Becoming literally homeless, and/or of being newly diagnosed with a mental illness, had a profoundly devastating impact on the lives of study participants. Future research should not only heed the enormity of these causes for discrimination, and explore key elements in service delivery that might support coping and resilience, but also strive to disentangle the complex effects these identities have on various subgroups; as this research revealed, for example, reactions traditionally seen as negative (such as social distancing) can have important positive consequences for women and for individuals with social support systems living abroad.

Endnotes

aAbsolutely homeless: no fixed place to stay for at least the past 7 nights with little likelihood of finding a place in the upcoming month.
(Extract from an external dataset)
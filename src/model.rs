pub mod geo_model;
pub mod sunspot_api_model;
Precariously housed: housed in single room occupancy (SRO), rooming house, or hotel/motel as a primary residence AND in the past year have a history of 2 or more episodes of being Absolutely Homeless OR one episode of being absolutely homeless of at least 4 weeks duration in the past year.

bCriteria for establishing “moderate need” was based on an algorithm which considered community functioning, mental disorder diagnosis, co-morbid substance use, prior hospitalizations and incarcerations, and results from the Multnomah Community Ability Scale (MCAS). See additional detail in 48.